I have been lurking in the shadows reading the varied volleys regarding tefilah in our schools and the realities we are experiencing as we endeavor to try to teach tefilah to our charges at all different ages.
It is not for naught that the Talmud teaches us that Tefilah is one of the things that needs regular chizuk. I apologize for the soapbox I am about to stand on.
Among my many pet peeves is the difficulty educators seem to have with the reality that tefilah does not matter to kids. As any educator should know, a student (adult or adolescent) is motivated at the very core by the question "What's in it for me?"

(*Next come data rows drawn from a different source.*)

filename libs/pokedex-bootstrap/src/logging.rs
//! `tracing` subscriber initialization.
//!
//! Filter precedence: `RUST_LOG`, then the `-v` count, then the configured
//! level. Events go to stderr so stdout stays free for program output.

use anyhow::{Context, Result};
use tracing_subscriber::layer::SubscriberExt;
use tracing_subscriber::util::SubscriberInitExt;
use tracing_subscriber::{EnvFilter, fmt};

use crate::config::{LogFormat, LoggingConfig};

/// Filter directive for a verbosity count (-v info, -vv debug, -vvv trace).
#[must_use]
pub fn effective_level(cfg: &LoggingConfig, verbose: u8) -> String {
    match verbose {
        0 => cfg.level.clone(),
        1 => "info".to_owned(),
        2 => "debug".to_owned(),
        _ => "trace".to_owned(),
    }
}

/// Install the global subscriber.
///
/// # Errors
///
/// Returns an error if the level is not a valid filter directive or a global
/// subscriber is already installed.
pub fn init_logging(cfg: &LoggingConfig, verbose: u8) -> Result<()> {
    let filter = match EnvFilter::try_from_default_env() {
        Ok(filter) => filter,
        Err(_) => EnvFilter::try_new(effective_level(cfg, verbose))
            .with_context(|| format!("invalid log level '{}'", cfg.level))?,
    };

    let registry = tracing_subscriber::registry().with(filter);
    match cfg.format {
        LogFormat::Text => registry
            .with(fmt::layer().with_writer(std::io::stderr))
            .try_init(),
        LogFormat::Json => registry
            .with(fmt::layer().json().with_writer(std::io::stderr))
            .try_init(),
    }
    .context("failed to install tracing subscriber")
}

And we can pontificate and teach kids that tefilah is for the individual or for God or for both and it does not really matter. Because the student needs to feel that tefilah speaks to the mitpalel. If tefilah does not speak to the child then it does not matter what we do, because it will not matter to the child. And be very careful about continuing the naive approach that motivate many along the lines of no atheists in foxhole's because if you have one student who actually is a critical thinker and has experienced tragedy then that student, if you are lucky, will simply and quietly dismiss you as a fool, rather than challenge you to an unanswerable duel where by definition you will lose in the eyes of his peers, your students.

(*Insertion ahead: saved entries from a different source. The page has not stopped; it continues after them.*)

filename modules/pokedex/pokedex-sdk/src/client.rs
//! Lookup call controller
//!
//! One call = one channel: parse the port, open a plaintext channel, issue
//! the unary lookup, classify, close the channel (bounded), publish.
//! Nothing is pooled, cached or retried.

use pokedex_transport_grpc::{GrpcClientConfig, PlaintextChannel, open_plaintext};
use tokio::runtime::Handle;
use tokio::sync::oneshot;
use tonic::{Response, Status};
use tracing::Instrument;

use crate::api::{CallError, CallOutcome, parse_port};
use crate::proto::lookup_client::LookupClient;
use crate::proto::{LookupReply, LookupRequest};

/// Runs lookup calls against a pokedex server.
///
/// Holds only configuration; every call builds and tears down its own channel,
/// so a single caller can be shared freely between concurrent calls.
#[derive(Debug, Clone)]
pub struct LookupCaller {
    cfg: GrpcClientConfig,
}

impl Default for LookupCaller {
    fn default() -> Self {
        Self::new(GrpcClientConfig::new(crate::SERVICE_NAME))
    }
}

impl LookupCaller {
    #[must_use]
    pub fn new(cfg: GrpcClientConfig) -> Self {
        Self { cfg }
    }

    #[must_use]
    pub fn config(&self) -> &GrpcClientConfig {
        &self.cfg
    }

    /// Perform one lookup and classify the result.
    ///
    /// `port` may be empty, which dials port `0`. `query` is trimmed before
    /// it is sent. The channel is closed before this returns, whatever the
    /// outcome.
    pub async fn call(&self, host: &str, port: &str, query: &str) -> CallOutcome {
        let span = tracing::info_span!("pokedex_call", host = %host, port = %port);

        async move {
            let result = match parse_port(port) {
                Ok(port) => self.lookup(host, port, query.trim()).await,
                Err(err) => Err(err),
            };

            let outcome = CallOutcome::from_result(result);
            match &outcome {
                CallOutcome::ConnectivityFailure { detail } | CallOutcome::OtherFailure { detail } => {
                    tracing::warn!(outcome = outcome.kind(), %detail, "lookup call failed");
                }
                CallOutcome::Found { .. } | CallOutcome::NotFound => {
                    tracing::debug!(outcome = outcome.kind(), "lookup call completed");
                }
            }
            outcome
        }
        .instrument(span)
        .await
    }

    async fn lookup(&self, host: &str, port: u16, query: &str) -> Result<LookupReply, CallError> {
        let channel = open_plaintext(host, port, &self.cfg).await?;

        let result = {
            let mut client = LookupClient::new(channel.channel());
            let request = LookupRequest {
                query_name: query.to_owned(),
            };
            client.get_pokemon(request).await
        };

        settle(channel, result).await
    }

    /// Run a call on a worker task of the current runtime.
    ///
    /// # Panics
    ///
    /// Panics if called outside of a tokio runtime; use
    /// [`LookupCaller::dispatch_on`] from other threads.
    pub fn dispatch(
        &self,
        host: impl Into<String>,
        port: impl Into<String>,
        query: impl Into<String>,
    ) -> PendingCall {
        self.dispatch_on(&Handle::current(), host, port, query)
    }

    /// Run a call on a worker task of `runtime`.
    ///
    /// The outcome is delivered exactly once through the returned
    /// [`PendingCall`], after the channel teardown has been attempted.
    pub fn dispatch_on(
        &self,
        runtime: &Handle,
        host: impl Into<String>,
        port: impl Into<String>,
        query: impl Into<String>,
    ) -> PendingCall {
        let (tx, rx) = oneshot::channel();
        let caller = self.clone();
        let (host, port, query) = (host.into(), port.into(), query.into());

        runtime.spawn(async move {
            let outcome = caller.call(&host, &port, &query).await;
            if tx.send(outcome).is_err() {
                tracing::debug!("pending call dropped before its outcome was published");
            }
        });

        PendingCall { rx }
    }
}

/// The single-write slot a dispatched call publishes its outcome into.
#[derive(Debug)]
#[must_use = "a pending call does nothing unless its outcome is awaited"]
pub struct PendingCall {
    rx: oneshot::Receiver<CallOutcome>,
}

impl PendingCall {
    /// Wait for the outcome from async code.
    pub async fn outcome(self) -> CallOutcome {
        self.rx.await.unwrap_or_else(|_| worker_lost())
    }

    /// Wait for the outcome from a thread that is not driving a runtime.
    ///
    /// # Panics
    ///
    /// Panics if called from within an asynchronous execution context.
    pub fn blocking_outcome(self) -> CallOutcome {
        self.rx.blocking_recv().unwrap_or_else(|_| worker_lost())
    }
}

/// Close the call's channel, then release the RPC result.
async fn settle(
    channel: PlaintextChannel,
    result: Result<Response<LookupReply>, Status>,
) -> Result<LookupReply, CallError> {
    // Teardown outcome is informational only.
    channel.close().await;
    Ok(result?.into_inner())
}

fn worker_lost() -> CallOutcome {
    CallOutcome::OtherFailure {
        detail: "lookup worker stopped before publishing an outcome".to_owned(),
    }
}
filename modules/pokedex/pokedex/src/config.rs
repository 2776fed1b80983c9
//! Server configuration.

use std::path::PathBuf;

use pokedex_bootstrap::LoggingConfig;
use serde::{Deserialize, Serialize};

use crate::domain::service::DEFAULT_IMAGE_BASE_URL;

/// Environment prefix for overrides, e.g. `POKEDEX__LISTEN_ADDR=127.0.0.1:6000`.
pub const ENV_PREFIX: &str = "POKEDEX__";

/// Pokedex server configuration.
#[derive(Debug, Clone, PartialEq, Eq, Serialize, Deserialize)]
#[serde(default, deny_unknown_fields)]
pub struct PokedexConfig {
    /// TCP address the gRPC server binds to.
    pub listen_addr: String,

    /// Prefix of sprite URLs; the reply appends `<id>.png`.
    pub image_base_url: String,

    /// External YAML catalog. The built-in catalog is used when unset.
    pub catalog_path: Option<PathBuf>,

    pub logging: LoggingConfig,
}

impl Default for PokedexConfig {
    fn default() -> Self {
        Self {
            listen_addr: format!("0.0.0.0:{}", pokedex_sdk::DEFAULT_PORT),
            image_base_url: DEFAULT_IMAGE_BASE_URL.to_owned(),
            catalog_path: None,
            logging: LoggingConfig::default(),
        }
    }
}
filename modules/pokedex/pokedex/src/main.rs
//! Pokedex lookup server binary.
//!
//! Configuration is layered: defaults, then `--config FILE` (YAML), then
//! `POKEDEX__*` environment variables, then CLI overrides.

use std::path::PathBuf;

use anyhow::Result;
use clap::{Parser, Subcommand};
use tokio_util::sync::CancellationToken;

use pokedex::config::ENV_PREFIX;
use pokedex::{PokedexConfig, PokedexModule};
use pokedex_bootstrap::{init_logging, load_layered, to_yaml, wait_for_shutdown};

/// Pokedex Server - species lookup over gRPC
#[derive(Parser)]
#[command(name = "pokedex-server")]
#[command(about = "Pokedex Server - species lookup over gRPC")]
#[command(version)]
struct Cli {
    /// Path to configuration file
    #[arg(short, long)]
    config: Option<PathBuf>,

    /// Listen address override (overrides config)
    #[arg(short, long)]
    listen: Option<String>,

    /// Print effective configuration (YAML) and exit
    #[arg(long)]
    print_config: bool,

    /// Log verbosity level (-v info, -vv debug, -vvv trace)
    #[arg(short, long, action = clap::ArgAction::Count)]
    verbose: u8,

    #[command(subcommand)]
    command: Option<Commands>,
}

#[derive(Subcommand)]
enum Commands {
    /// Start the server
    Run,
    /// Validate configuration and catalog, then exit
    Check,
}

#[tokio::main]
async fn main() -> Result<()> {
    let cli = Cli::parse();

    let mut config: PokedexConfig = load_layered(cli.config.as_deref(), ENV_PREFIX)?;
    if let Some(listen) = cli.listen {
        config.listen_addr = listen;
    }

    init_logging(&config.logging, cli.verbose)?;

    if cli.print_config {
        println!("Effective configuration:\n{}", to_yaml(&config)?);
        return Ok(());
    }

    match cli.command.unwrap_or(Commands::Run) {
        Commands::Run => run_server(config).await,
        Commands::Check => check_config(config),
    }
}

fn check_config(config: PokedexConfig) -> Result<()> {
    tracing::info!("Checking configuration...");
    let module = PokedexModule::init(config)?;
    println!("Configuration is valid");
    println!("Catalog: {} records", module.service().catalog().len());
    Ok(())
}

async fn run_server(config: PokedexConfig) -> Result<()> {
    tracing::info!("Pokedex Server starting");

    let module = PokedexModule::init(config)?;
    let (listener, _addr) = module.bind().await?;

    let cancel = CancellationToken::new();
    let trigger = cancel.clone();
    tokio::spawn(async move {
        match wait_for_shutdown().await {
            Ok(()) => tracing::info!("Shutting down pokedex server"),
            Err(e) => tracing::error!(error = %e, "failed to listen for shutdown signals"),
        }
        trigger.cancel();
    });

    module.serve(listener, cancel).await
}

In the younger years, children are moldable and desire to please their role models. Regular tefilah attendance by children alongside their parents with specific skills to make tefilah functional is what is needed. Then as the students progress through elementary school and into middle school, the students need to continue to go to shul regularly to continue the training/obedience and then also begin to explore tefilah as literature. Why do students return from the year in Israel dedicated to daven, because they have been in a community where tefilah bizmana and be'tzibur is the expected norm. But why do some students after a year back on college stay dedicated to tefilah and some not is the question to answer. I had a three year stint as the Orthodox rabbi at a university with a significant Day School population. Yet we struggled with a daily minyan in those days. Almost all of the students who did not go to minyan had not grownup with tefilah as a value in their otherwise shomer mitzvot house. Many of those who did attend minyan regularly came from families where this was a value. But those who did attend regularly and did not grown up with the value identified a key component. Teflah for them was an accomplishment and had meaning for them. We need to help students construct meaning in the tefilot.

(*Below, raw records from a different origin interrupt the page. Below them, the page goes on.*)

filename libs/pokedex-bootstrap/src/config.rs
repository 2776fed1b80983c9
//! Layered configuration loading.
//!
//! Precedence, lowest first:
//! 1. `T::default()`
//! 2. YAML file (if a path is given)
//! 3. Environment variables with the given prefix, `__` separating nested keys
//!    (e.g. `POKEDEX__LOGGING__LEVEL=debug`)
//!
//! CLI overrides are applied by the binaries on the extracted value.

use std::path::Path;

use anyhow::{Context, Result, bail};
use figment::Figment;
use figment::providers::{Env, Format, Serialized, Yaml};
use serde::de::DeserializeOwned;
use serde::{Deserialize, Serialize};

/// Output format of the log subscriber.
#[derive(Debug, Clone, Copy, Default, PartialEq, Eq, Serialize, Deserialize)]
#[serde(rename_all = "lowercase")]
pub enum LogFormat {
    #[default]
    Text,
    Json,
}

/// Logging section shared by every binary.
#[derive(Debug, Clone, PartialEq, Eq, Serialize, Deserialize)]
#[serde(default, deny_unknown_fields)]
pub struct LoggingConfig {
    /// Default filter directive, used when neither `RUST_LOG` nor `-v` is given.
    pub level: String,

    /// Text for humans, JSON for collectors.
    pub format: LogFormat,
}

impl Default for LoggingConfig {
    fn default() -> Self {
        Self {
            level: "info".to_owned(),
            format: LogFormat::Text,
        }
    }
}

/// Load `T` from defaults, an optional YAML file and the environment.
///
/// # Errors
///
/// Returns an error if the file does not exist or any layer fails to
/// deserialize into `T`.
pub fn load_layered<T>(path: Option<&Path>, env_prefix: &str) -> Result<T>
where
    T: Serialize + DeserializeOwned + Default,
{
    let mut figment = Figment::from(Serialized::defaults(T::default()));

    if let Some(path) = path {
        if !path.is_file() {
            bail!("config file does not exist: {}", path.display());
        }
        figment = figment.merge(Yaml::file(path));
    }

    figment
        .merge(Env::prefixed(env_prefix).split("__"))
        .extract()
        .context("failed to load configuration")
}

/// Render a configuration value as YAML (used by `--print-config`).
///
/// # Errors
///
/// Returns an error if the value cannot be serialized.
pub fn to_yaml<T: Serialize>(value: &T) -> Result<String> {
    serde_saphyr::to_string(value).context("failed to render configuration as YAML")
}
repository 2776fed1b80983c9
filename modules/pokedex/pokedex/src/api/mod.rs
pub mod grpc;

Why do kids read or not read? because the literature appeals to them. And as any English teacher can tell you, the best books are those that the students connect with, not those that had no meaning despite all the lectures and lessons because those books get kids to read more. And even when the teacher lectures about the meaning, it does not last because the student has not connected with the theme or the deep ideas. The best learning is constructivist. Why not apply that to tefilah?
Most be'ur tefilah classes or programs consist of the old format of teacher lecturing about the meaning. But that will fail as that method fails for any subject. And for those 2 -5 minute insights into tefilah- what subject of equal gravitas that we want the kids to carry with them into adulthood is taught like that?!
What is needed is the creation of a curriculum which will cause the student to learn the prayers fluently, develop the skills as we do in literature to understand and appreciate the context and deeper meaning of the texts and then find one tefilah that the students can connect with. Then as the universal themes that are addressed in tefilah become apparent to the students, they will develop an appreciation for tefilah. But this works only if they have had the obedeince to regular tefilah and the ease of reading them even without understanding them imbued at an earlier age. And now as they mature they can appreciate tefilah. Then the feeling of accomplishment achieved by attending minyan even when it is difficult to do so continues because it is transferring from pleasing the authority figure to pleasing God and themselves.
So I see two aspects to tefilah education:
Obedience and pleasing the authority figure at a young age which eventually should transfer to pleasing God at an later stage (that is the model of transference from kibud Horim to yirat Hashem);
Skill acquisition so that tefilah is not a foreign language to them both in mechanical decoding and the techniques to understand a piece of literature in its original.
Then with some siyata dishmaya, the appreciation that tefilah can have meaning will come later in life but can only come if tefilah is fluent and comprehensible and make one a mitpalel.